Bakterien sind sein Kapital Das Essigbrauen hat Gegenbauer in jahrelanger Arbeit perfektioniert. So existierenheute etwa für jede Frucht eigene Essigsäurebakterien. Sie lagern in Plastikkanistern in der Brauerei und als Rückversicherung auch in einem Lagerhaus. «Die Bakterien sind mein Kapital», sagt Gegenbauer. «Sie kennen ihre Früchte und wandeln darum nur den Alkohol in Säure um, jedoch nicht den Restzucker.» Das Ziel: Die Frucht soll ihr Aroma möglichst gut entfalten können – entsprechend sind viele Gegenbauer-Essige
sortenrein.

Zutaten von hoher Qualität, lange Erfahrungswerte, kleine Chargen – das alles hat seinen Preis. «Wir stellen hier ein Luxusprodukt her», sagt Gegenbauer. Weil er nicht nur betuchte Kunden bedienen will, hat er seinen Hausessig lanciert. Auch da geht es um natürliche Zutaten, jedoch wird der Grundessig aus Weizenbrand hergestellt und dann mit Fruchtessig und -konzentrat veredelt. Entstanden ist ein Essig, der für die tägliche Salatsauce gedacht ist. «Um Gourmetprodukte zu schätzen, muss man auch im Alltag gute Produkte konsumieren», sagt Gegenbauer, «das schult den Gaumen.» Zu guten Produkten gehört für ihn auch, dass möglichst viel des Rohstoffs verarbeitet wird. Entstanden ist so eine Rarität, die Gourmets zu Lobgesängen verführt: Kernöl von Himbeeren, Johannisbeeren, Aroniabeeren und Äpfeln. Es wird in 30-Milliliter-Flaschen mit Pipette verkauft und soll ein Gericht tropfenweise verfeinern. «Johannisbeerkernöl über ein gegrilltes Steak», schwärmt Gegenbauer, «einfach wunderbar.»

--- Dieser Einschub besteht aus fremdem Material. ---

/// Subscription plans. User subscriptions live under their own prefix in
/// `user_keys` so plan edits do not drop them.
pub const SUBSCRIPTIONS_PREFIX: &str = "subscriptions:";

pub fn subscription_list_key() -> String {
    format!("{}list", SUBSCRIPTIONS_PREFIX)
}

pub fn subscription_details_key(plan_id: &str) -> String {
    format!("{}details:{}", SUBSCRIPTIONS_PREFIX, plan_id)
}
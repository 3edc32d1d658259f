mod handler;
mod model;

pub use model::{
    BOOST_TIERS_KEY, BoostTier, EquipmentCategory, EquipmentCategoryList, NewEquipmentCategory,
    NewSetting, Setting, SettingList,
};
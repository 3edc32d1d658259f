use serde::{Deserialize, Serialize};

use crate::session::UserData;

#[derive(Debug, Serialize)]
pub struct LoginRequest {
    pub username: String,
    pub password: String,
}

#[derive(Debug, Default, Deserialize)]
pub struct LoginData {
    #[serde(default)]
    pub access_token: Option<String>,
    #[serde(default)]
    pub user_data: Option<UserData>,
}
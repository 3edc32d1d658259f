use std::sync::Arc;
use std::time::Duration;

use reqwest::header::{CONTENT_TYPE, HeaderValue};
use reqwest::multipart::Form;
use reqwest::{Client, Method};
use serde::{Serialize, de::DeserializeOwned};
use serde_json::Value;

use crate::{
    cache::ApiCache,
    config::Config,
    error::{ClientError, Result},
    middleware::{attach_request_id, check_status, empty_body, parse_body, with_bearer},
    result::{Ack, ApiEnvelope},
    session::Session,
};

const LOAD_FAILED: &str = "Failed to load data";
const SAVE_FAILED: &str = "Failed to save changes";

/// Request payload before the correlation id is attached.
#[derive(Debug, Clone, PartialEq)]
pub enum RequestBody {
    Empty,
    Json(Value),
    /// Text fields sent as `multipart/form-data`.
    Multipart(Vec<(String, String)>),
}

/// Admin API client. Cheap to clone; clones share the session and cache.
#[derive(Clone)]
pub struct ApiClient {
    http: Client,
    config: Arc<Config>,
    session: Arc<Session>,
    cache: Arc<ApiCache>,
}

impl ApiClient {
    pub fn new(config: Config, session: Arc<Session>, cache: Arc<ApiCache>) -> Result<Self> {
        let http = Client::builder()
            .timeout(config.http_timeout())
            .build()?;

        Ok(Self {
            http,
            config: Arc::new(config),
            session,
            cache,
        })
    }

    /// Client with a fresh cache sized from `config`.
    pub fn with_session(config: Config, session: Arc<Session>) -> Result<Self> {
        let cache = Arc::new(ApiCache::from_config(&config));
        Self::new(config, session, cache)
    }

    pub fn config(&self) -> &Config {
        &self.config
    }

    pub fn session(&self) -> &Session {
        &self.session
    }

    pub fn cache(&self) -> &ApiCache {
        &self.cache
    }

    /// Sends one request and returns the decoded body.
    ///
    /// Non-2xx answers become [`ClientError::Backend`]; a 2xx body that is
    /// not JSON is a [`ClientError::Decode`].
    pub async fn request(&self, method: Method, path: &str, body: RequestBody) -> Result<Value> {
        let (path, body) = attach_request_id(&method, path, body, &self.config.request_id);
        let url = format!("{}{}", self.config.api_base_url, path);
        tracing::info!("[API] {} {}", method, url);

        let builder = with_bearer(self.http.request(method, &url), &self.session).await;
        let builder = match body {
            RequestBody::Empty => {
                builder.header(CONTENT_TYPE, HeaderValue::from_static("application/json"))
            }
            RequestBody::Json(value) => builder.json(&value),
            RequestBody::Multipart(fields) => {
                let form = fields
                    .into_iter()
                    .fold(Form::new(), |form, (name, value)| form.text(name, value));
                builder.multipart(form)
            }
        };

        let response = builder.send().await?;
        let status = response.status();
        tracing::info!("[API] Response status: {}", status);

        let text = response.text().await?;
        tracing::debug!("[API] Raw response for {}: {}", path, text);
        let Some(data) = parse_body(&path, &text) else {
            check_status(&path, status, &empty_body())?;
            return Err(ClientError::Decode(format!("{} returned a non-JSON body", path)));
        };
        check_status(&path, status, &data)?;
        Ok(data)
    }

    pub async fn envelope(&self, method: Method, path: &str, body: RequestBody) -> Result<ApiEnvelope> {
        let data = self.request(method, path, body).await?;
        Ok(ApiEnvelope::from_value(data))
    }

    /// GET whose envelope `data` decodes into `T`.
    pub async fn get<T: DeserializeOwned>(&self, path: &str) -> Result<T> {
        self.envelope(Method::GET, path, RequestBody::Empty)
            .await?
            .into_data(LOAD_FAILED)
    }

    /// GET served through the cache under `key`.
    pub async fn cached_get<T>(
        &self,
        key: &str,
        path: &str,
        ttl: Duration,
        skip_cache: bool,
    ) -> Result<T>
    where
        T: Serialize + DeserializeOwned,
    {
        self.cache
            .cached_request(key, || self.get::<T>(path), Some(ttl), skip_cache)
            .await
    }

    pub async fn post_json(&self, path: &str, body: impl Serialize) -> Result<Ack> {
        let body = serde_json::to_value(body)?;
        self.envelope(Method::POST, path, RequestBody::Json(body))
            .await?
            .into_ack(SAVE_FAILED)
    }

    pub async fn post_multipart(&self, path: &str, fields: Vec<(String, String)>) -> Result<Ack> {
        self.envelope(Method::POST, path, RequestBody::Multipart(fields))
            .await?
            .into_ack(SAVE_FAILED)
    }

    pub async fn delete(&self, path: &str) -> Result<Ack> {
        self.envelope(Method::DELETE, path, RequestBody::Empty)
            .await?
            .into_ack(SAVE_FAILED)
    }

    /// Runs a mutation and, if it succeeded, drops the listed cache families.
    pub(crate) async fn mutate<F>(&self, families: &[&str], call: F) -> Result<Ack>
    where
        F: std::future::Future<Output = Result<Ack>>,
    {
        let ack = call.await?;
        self.cache.invalidate(families);
        Ok(ack)
    }
}

impl std::fmt::Debug for ApiClient {
    fn fmt(&self, f: &mut std::fmt::Formatter<'_>) -> std::fmt::Result {
        f.debug_struct("ApiClient")
            .field("api_base_url", &self.config.api_base_url)
            .field("cached_entries", &self.cache.len())
            .finish()
    }
}

/// Rejects empty or whitespace-only reasons before they reach the backend.
pub(crate) fn require_reason(reason: &str) -> Result<&str> {
    let trimmed = reason.trim();
    if trimmed.is_empty() {
        return Err(ClientError::Validation(
            "Please provide a rejection reason".into(),
        ));
    }
    Ok(trimmed)
}
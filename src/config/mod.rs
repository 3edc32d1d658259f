use std::env;
use std::path::PathBuf;
use std::time::Duration;

use crate::error::{ClientError, Result};

const DEFAULT_REQUEST_ID: &str = "rid_2006";
const DEFAULT_SESSION_FILE: &str = ".rentals-admin/session.json";

#[derive(Debug, Clone)]
pub struct Config {
    pub api_base_url: String,
    pub request_id: String,
    pub session_file: PathBuf,
    pub cache_ttl_secs: u64,
    pub rate_limit_window_secs: u64,
    pub rate_limit_requests: u32,
    pub http_timeout_secs: u64,
}

impl Config {
    pub fn from_env() -> Result<Self> {
        dotenv::dotenv().ok();

        let api_base_url = env::var("API_BASE_URL")
            .map_err(|_| ClientError::Config("API_BASE_URL is not set".into()))?;

        Ok(Config {
            api_base_url: api_base_url.trim_end_matches('/').to_string(),
            request_id: env::var("REQUEST_ID").unwrap_or_else(|_| DEFAULT_REQUEST_ID.into()),
            session_file: env::var("SESSION_FILE")
                .map(PathBuf::from)
                .unwrap_or_else(|_| PathBuf::from(DEFAULT_SESSION_FILE)),
            cache_ttl_secs: parse_or("CACHE_TTL_SECS", 300),
            rate_limit_window_secs: parse_or("RATE_LIMIT_WINDOW", 60),
            rate_limit_requests: parse_or("RATE_LIMIT_REQUESTS", 10),
            http_timeout_secs: parse_or("HTTP_TIMEOUT_SECS", 30),
        })
    }

    /// Config pointing at `api_base_url` with every other field defaulted.
    pub fn with_base_url(api_base_url: impl Into<String>) -> Self {
        let api_base_url: String = api_base_url.into();
        Config {
            api_base_url: api_base_url.trim_end_matches('/').to_string(),
            request_id: DEFAULT_REQUEST_ID.into(),
            session_file: PathBuf::from(DEFAULT_SESSION_FILE),
            cache_ttl_secs: 300,
            rate_limit_window_secs: 60,
            rate_limit_requests: 10,
            http_timeout_secs: 30,
        }
    }

    pub fn cache_ttl(&self) -> Duration {
        Duration::from_secs(self.cache_ttl_secs)
    }

    pub fn rate_limit_window(&self) -> Duration {
        Duration::from_secs(self.rate_limit_window_secs)
    }

    pub fn http_timeout(&self) -> Duration {
        Duration::from_secs(self.http_timeout_secs)
    }
}

fn parse_or<T: std::str::FromStr>(name: &str, default: T) -> T {
    env::var(name)
        .ok()
        .and_then(|v| v.trim().parse().ok())
        .unwrap_or(default)
}
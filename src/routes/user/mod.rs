mod handler;
mod model;

pub use model::{AdminUser, UserListParams, UserPage};
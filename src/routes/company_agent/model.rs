use serde::{Deserialize, Serialize};

use crate::common::id_string;

/// A company's application to list as a verified agent.
#[derive(Debug, Clone, Serialize, Deserialize, PartialEq)]
pub struct CompanyAgentRequest {
    pub id: i64,
    #[serde(default, deserialize_with = "id_string")]
    pub user_id: String,
    #[serde(default)]
    pub user_name: String,
    #[serde(default)]
    pub user_email: String,
    #[serde(default)]
    pub company_name: String,
    #[serde(default)]
    pub cac_number: String,
    #[serde(default)]
    pub office_address: String,
    #[serde(default)]
    pub description: String,
    #[serde(default)]
    pub cac_certificate_url: Option<String>,
    #[serde(default)]
    pub status: String,
    #[serde(default)]
    pub rejection_reason: Option<String>,
    #[serde(default)]
    pub created_at: Option<String>,
    #[serde(default)]
    pub updated_at: Option<String>,
}

impl CompanyAgentRequest {
    /// Absolute link to the uploaded CAC certificate.
    pub fn certificate_url(&self, api_base_url: &str) -> Option<String> {
        self.cac_certificate_url
            .as_deref()
            .filter(|p| !p.is_empty())
            .map(|p| format!("{}{}", api_base_url, p))
    }
}

#[derive(Debug, Clone, Copy, PartialEq, Eq, Serialize, Deserialize)]
#[serde(rename_all = "lowercase")]
pub enum AgentRequestStatus {
    Pending,
    Approved,
    Rejected,
}

impl AgentRequestStatus {
    pub fn as_str(&self) -> &'static str {
        match self {
            AgentRequestStatus::Pending => "pending",
            AgentRequestStatus::Approved => "approved",
            AgentRequestStatus::Rejected => "rejected",
        }
    }
}

#[derive(Debug, Default, Deserialize)]
pub(super) struct AgentRequestList {
    #[serde(default)]
    pub requests: Vec<CompanyAgentRequest>,
}

#[derive(Debug, Serialize)]
pub(super) struct UpdateStatusRequest<'a> {
    pub request_id: i64,
    pub status: AgentRequestStatus,
    #[serde(skip_serializing_if = "Option::is_none")]
    pub rejection_reason: Option<&'a str>,
}
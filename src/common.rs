use serde::{Deserialize, Serialize};
use serde_json::{Map, Value};

use crate::utils::QueryString;

// Shared list/pagination shapes

/// Loosely-shaped payload (detail views, stats counters).
pub type Record = Map<String, Value>;

#[derive(Debug, Clone, Default, Serialize, Deserialize, PartialEq)]
pub struct Pagination {
    #[serde(default)]
    pub page: u32,
    #[serde(default)]
    pub limit: u32,
    #[serde(default)]
    pub total: u64,
    #[serde(default)]
    pub total_pages: u32,
}

/// Filters accepted by the paginated admin lists.
#[derive(Debug, Clone, Default, PartialEq)]
pub struct ListParams {
    pub page: Option<u32>,
    pub limit: Option<u32>,
    pub status: Option<String>,
    pub search: Option<String>,
}

impl ListParams {
    pub fn page(mut self, page: u32) -> Self {
        self.page = Some(page);
        self
    }

    pub fn limit(mut self, limit: u32) -> Self {
        self.limit = Some(limit);
        self
    }

    pub fn status(mut self, status: impl Into<String>) -> Self {
        self.status = Some(status.into());
        self
    }

    pub fn search(mut self, search: impl Into<String>) -> Self {
        self.search = Some(search.into());
        self
    }

    pub fn to_query(&self) -> QueryString {
        QueryString::new()
            .opt("page", self.page)
            .opt("limit", self.limit)
            .opt("status", self.status.as_deref())
            .opt("search", self.search.as_deref())
    }
}

fn scalar_string(value: Value) -> Option<String> {
    match value {
        Value::String(s) => Some(s),
        Value::Number(n) => Some(n.to_string()),
        _ => None,
    }
}

/// Ids arrive as strings from some routes and as numbers from others.
pub fn id_string<'de, D>(deserializer: D) -> std::result::Result<String, D::Error>
where
    D: serde::Deserializer<'de>,
{
    let value = Value::deserialize(deserializer)?;
    scalar_string(value.clone()).ok_or_else(|| {
        serde::de::Error::custom(format!("expected string or number, got {}", value))
    })
}

/// Optional variant of [`id_string`]; `null` reads as absent.
pub fn opt_id_string<'de, D>(deserializer: D) -> std::result::Result<Option<String>, D::Error>
where
    D: serde::Deserializer<'de>,
{
    match Option::<Value>::deserialize(deserializer)? {
        None | Some(Value::Null) => Ok(None),
        Some(value) => scalar_string(value.clone()).map(Some).ok_or_else(|| {
            serde::de::Error::custom(format!("expected string or number, got {}", value))
        }),
    }
}

/// Flags come back as `true`, `1` or `"1"` depending on the route.
pub fn flag<'de, D>(deserializer: D) -> std::result::Result<bool, D::Error>
where
    D: serde::Deserializer<'de>,
{
    match Value::deserialize(deserializer)? {
        Value::Null => Ok(false),
        Value::Bool(b) => Ok(b),
        Value::Number(n) => Ok(n.as_f64().is_some_and(|v| v != 0.0)),
        Value::String(s) => match s.trim() {
            "" | "0" | "false" => Ok(false),
            "1" | "true" => Ok(true),
            other => Err(serde::de::Error::custom(format!("expected flag, got {:?}", other))),
        },
        other => Err(serde::de::Error::custom(format!("expected flag, got {}", other))),
    }
}
use serde_json::Value;

use crate::{
    ApiClient,
    cache::keys::{DETAIL_TTL, KYC_PREFIX, LIST_TTL, kyc_details_key, kyc_list_key, kyc_stats_key},
    client::require_reason,
    common::{ListParams, Record},
    error::Result,
    result::Ack,
    utils::QueryString,
};

use super::model::{KycAction, KycPage, LegacyKycAction};

impl ApiClient {
    pub async fn get_kyc_requests(&self, params: &ListParams, skip_cache: bool) -> Result<KycPage> {
        let suffix = params.to_query().suffix();
        self.cached_get(
            &kyc_list_key(&suffix),
            &format!("/kycmanagement/list{}", suffix),
            LIST_TTL,
            skip_cache,
        )
        .await
    }

    pub async fn get_kyc_details(&self, kyc_id: &str, skip_cache: bool) -> Result<Record> {
        self.cached_get(
            &kyc_details_key(kyc_id),
            &format!("/kycmanagement/details/{}", kyc_id),
            DETAIL_TTL,
            skip_cache,
        )
        .await
    }

    pub async fn get_kyc_stats(&self, skip_cache: bool) -> Result<Record> {
        self.cached_get(&kyc_stats_key(), "/kycmanagement/stats", DETAIL_TTL, skip_cache)
            .await
    }

    pub async fn approve_kyc(&self, kyc_id: &str) -> Result<Ack> {
        let body = KycAction {
            kyc_id,
            rejection_reason: None,
        };
        self.mutate(&[KYC_PREFIX], self.post_json("/kycmanagement/approve", body))
            .await
    }

    pub async fn reject_kyc(&self, kyc_id: &str, rejection_reason: &str) -> Result<Ack> {
        let body = KycAction {
            kyc_id,
            rejection_reason: Some(require_reason(rejection_reason)?),
        };
        self.mutate(&[KYC_PREFIX], self.post_json("/kycmanagement/reject", body))
            .await
    }

    pub async fn delete_kyc(&self, kyc_id: &str) -> Result<Ack> {
        self.mutate(
            &[KYC_PREFIX],
            self.delete(&format!("/kycmanagement/delete/{}", kyc_id)),
        )
        .await
    }

    /// Uncached list from the older `/kyc/admin` routes.
    pub async fn legacy_kyc_list(&self, query: &QueryString) -> Result<Value> {
        self.get(&format!("/kyc/admin/list{}", query.suffix())).await
    }

    pub async fn legacy_kyc_approve(&self, id: &str) -> Result<Ack> {
        let body = LegacyKycAction { id, reason: None };
        self.mutate(&[KYC_PREFIX], self.post_json("/kyc/admin/approve", body))
            .await
    }

    pub async fn legacy_kyc_reject(&self, id: &str, reason: &str) -> Result<Ack> {
        let body = LegacyKycAction {
            id,
            reason: Some(require_reason(reason)?),
        };
        self.mutate(&[KYC_PREFIX], self.post_json("/kyc/admin/reject", body))
            .await
    }
}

Heizen mit Treber-Pellets Acht Jahre hat er getüftelt, bis er es schaffte, die Kerne aus dem Trester, der bei der Essigherstellung entsteht, weiterzuverwerten. Der Trester wird in mehreren Durchgängen gesiebt, zum Schluss werden die Kerne mit einem Gebläse von letzten Fruchtresten befreit. Eineinhalb Tonnen Himbeeren braucht es für einen Liter Kernöl. Sind die Kerne
in der Wiener Ölmühle einmal gepresst, ist die Rohstoffverwertung noch nicht zu Ende. Gegenbauer erzählt zum Schluss der Führung, dass er die Pellets, die die Wiener Ölmühle nach dem Pressen ausspuckt, weiterverwenden will, als Heizrohstoff für seine Produktionsräume. Unabhängig werden von grossen Energielieferanten will er. Unabhängig von der Industrie. Ein Stück schmackhafte Nachhaltigkeit mitten in Wien.